If you live in an urban area, you may think that having a garden is a goal that will never be realized. If so, you're just not thinking high enough! More and more communities are encouraging their residents to plant roof gardens, or green roofs, as they're sometimes called. The psychological and environmental benefits of roof gardens are numerous. Gardening can be calming and relaxing, which in turn decreases the incidence of stress-related illnesses. It's also beneficial to the environment, particularly in urban areas.
Adding a green roof to your house or apartment building can decrease storm water runoff, reduce fire risks, help decrease heating and cooling costs, and control pollutants from rain water. In addition, it can improve the aesthetic quality of a building. In fact, many communities now have ordinances which require a certain percentage of new construction to have green roofs.

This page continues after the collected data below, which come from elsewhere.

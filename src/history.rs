//! Append-only execution history and performance reporting
//!
//! The history is the only state shared across concurrent runs: a
//! capacity-bounded ring of per-run records (oldest evicted) plus running
//! per-group aggregates, so reporting is cheap and never blocks appenders
//! meaningfully. Reports may be slightly stale under concurrent appends;
//! this is a diagnostics surface, not a correctness-critical path.

use crate::synthesizer::GroupSummary;
use chrono::{DateTime, Utc};
use dashmap::DashMap;
use parking_lot::RwLock;
use serde::{Deserialize, Serialize};
use std::collections::{HashMap, VecDeque};
use std::sync::atomic::{AtomicU64, Ordering};
use std::time::Duration;
use uuid::Uuid;

/// Default number of records retained in the ring
pub const DEFAULT_HISTORY_CAPACITY: usize = 1000;

/// Unique identifier for one orchestration run
#[derive(Debug, Clone, Copy, PartialEq, Eq, Hash, Serialize, Deserialize)]
pub struct RunId(Uuid);

impl RunId {
    /// Create a new run ID
    pub fn new() -> Self {
        Self(Uuid::new_v4())
    }
}

impl Default for RunId {
    fn default() -> Self {
        Self::new()
    }
}

impl std::fmt::Display for RunId {
    fn fmt(&self, f: &mut std::fmt::Formatter<'_>) -> std::fmt::Result {
        write!(f, "{}", self.0)
    }
}

/// Per-group metadata retained for one run (prose is dropped to bound memory)
#[derive(Debug, Clone, Serialize, Deserialize)]
pub struct GroupRecord {
    /// Group name
    pub name: String,
    /// Configured weight
    pub weight: f64,
    /// Group confidence for this run
    pub confidence: f64,
    /// Members that succeeded
    pub succeeded: usize,
    /// Members that failed
    pub failed: usize,
    /// Group critical path: the slowest member's latency
    pub latency: Duration,
}

/// One orchestration run, summarized for diagnostics
#[derive(Debug, Clone, Serialize, Deserialize)]
pub struct ExecutionRecord {
    /// Run identifier
    pub run_id: RunId,
    /// When the run completed
    pub timestamp: DateTime<Utc>,
    /// Routing command, if any
    pub command: Option<String>,
    /// Per-group metadata
    pub groups: Vec<GroupRecord>,
    /// Final weighted confidence
    pub final_confidence: f64,
    /// Wall-clock duration of the run
    pub total_latency: Duration,
}

impl ExecutionRecord {
    /// Build a record from a run's group summaries, keeping metadata only
    pub fn from_run(
        command: Option<String>,
        summaries: &[GroupSummary],
        final_confidence: f64,
        total_latency: Duration,
    ) -> Self {
        let groups = summaries
            .iter()
            .map(|s| GroupRecord {
                name: s.group_name.clone(),
                weight: s.weight,
                confidence: s.confidence,
                succeeded: s.succeeded,
                failed: s.failed,
                latency: s
                    .members
                    .iter()
                    .map(|m| m.latency)
                    .max()
                    .unwrap_or(Duration::ZERO),
            })
            .collect();

        Self {
            run_id: RunId::new(),
            timestamp: Utc::now(),
            command,
            groups,
            final_confidence,
            total_latency,
        }
    }
}

/// Aggregate performance over one group's appearances in the history
#[derive(Debug, Clone, Copy, Serialize, Deserialize)]
pub struct GroupPerformance {
    /// Runs this group participated in
    pub runs: u64,
    /// Mean confidence across those runs
    pub avg_confidence: f64,
    /// Mean group latency across those runs
    pub avg_latency: Duration,
}

/// Read-only performance report over all recorded runs
#[derive(Debug, Clone, Serialize, Deserialize)]
pub struct PerformanceReport {
    /// Total runs ever appended (not bounded by ring capacity)
    pub total_runs: u64,
    /// Per-group aggregates
    pub per_group: HashMap<String, GroupPerformance>,
}

#[derive(Debug, Default, Clone, Copy)]
struct GroupTotals {
    runs: u64,
    confidence_sum: f64,
    latency_sum: Duration,
}

/// Concurrency-safe, capacity-bounded run history
///
/// Safe for concurrent appends from overlapping runs and concurrent report
/// reads. The running aggregates cover every appended run; the ring bounds
/// what `snapshot` retains, not what `report` counts.
pub struct ExecutionHistory {
    capacity: usize,
    records: RwLock<VecDeque<ExecutionRecord>>,
    totals: DashMap<String, GroupTotals>,
    total_runs: AtomicU64,
}

impl ExecutionHistory {
    /// Create a history retaining at most `capacity` records
    pub fn new(capacity: usize) -> Self {
        Self {
            capacity: capacity.max(1),
            records: RwLock::new(VecDeque::with_capacity(capacity.max(1).min(1024))),
            totals: DashMap::new(),
            total_runs: AtomicU64::new(0),
        }
    }

    /// Append one run record, evicting the oldest past capacity
    pub fn append(&self, record: ExecutionRecord) {
        for group in &record.groups {
            let mut totals = self.totals.entry(group.name.clone()).or_default();
            totals.runs += 1;
            totals.confidence_sum += group.confidence;
            totals.latency_sum += group.latency;
        }
        self.total_runs.fetch_add(1, Ordering::Relaxed);

        let mut records = self.records.write();
        if records.len() == self.capacity {
            records.pop_front();
        }
        records.push_back(record);
    }

    /// Aggregate performance report across all appended runs
    pub fn report(&self) -> PerformanceReport {
        let per_group = self
            .totals
            .iter()
            .map(|entry| {
                let totals = entry.value();
                (
                    entry.key().clone(),
                    GroupPerformance {
                        runs: totals.runs,
                        avg_confidence: totals.confidence_sum / totals.runs as f64,
                        avg_latency: totals.latency_sum / totals.runs as u32,
                    },
                )
            })
            .collect();

        PerformanceReport {
            total_runs: self.total_runs.load(Ordering::Relaxed),
            per_group,
        }
    }

    /// Clone of the retained records, oldest first
    pub fn snapshot(&self) -> Vec<ExecutionRecord> {
        self.records.read().iter().cloned().collect()
    }

    /// Number of retained records
    pub fn len(&self) -> usize {
        self.records.read().len()
    }

    /// Whether any record is retained
    pub fn is_empty(&self) -> bool {
        self.records.read().is_empty()
    }
}

impl Default for ExecutionHistory {
    fn default() -> Self {
        Self::new(DEFAULT_HISTORY_CAPACITY)
    }
}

Here are some tips for how to design your own.
- The first consideration when installing a roof garden is the roof itself. It must be reasonably flat and have some kind of access. After all, you can't enjoy your garden if you have to climb a ladder every time you want to look at it. It must also be capable of supporting a heavier-than-normal load. Wet soil can weigh more than eighty pounds per square foot. If your roof can't support this much weight, you can still have a garden, but you'll have to settle only using containers, or structurally altering your home.
- If your roof passes these first three criteria, next you'll need to be sure it has a waterproof membrane. Otherwise, you could end up with a very wet ceiling in your home! Two of the most commonly-used waterproofing materials are thermoplastic sheeting and rubberized asphalt. Keep in mind that you will want an extremely durable membrane, so that you don't have to dig up your entire garden to replace it in a few years.
- Once you've determined that your roof is capable of sustaining a garden, you'll need to consider your climate. If you're in an urban area with many tall buildings, your building may be partially or mostly shaded for a good part of the day. You'll need to consider this when choosing plants. If your roof is in direct sunlight for much of the day, it may be much hotter up there than on the ground. This can also be very drying for the plants that you choose, as can the higher winds that are prevalent among rooftop gardens. When making your plans, consider the many plants that are drought-tolerant as they will do well when planted on roofs.
- Now that you know what kind of plants you need, think about what kind of garden design you'd like to have. The possibilities are limited only by your imagination. Any kind of garden that can be planted on the ground can usually be on a roof, just reduced in size. Container gardens can be particularly appropriate. If you need some ideas, purchase a book on small-space gardens. Most of these can be planted on roofs, also. There are also many books which deal specifically with green roofs.
- When planting your roof garden, you'll need to pay special attention to the materials that you use. Plastic pots are lighter than clay or terra cotta. If you want to use large rocks in your garden designs and landscapes, you'll need to use those which are made of a fiberglass composite, rather than the real thing. In general, try to use lightweight materials to reduce the strain on your roof.
Now that you've designed your perfect rooftop garden, get busy planting and have fun!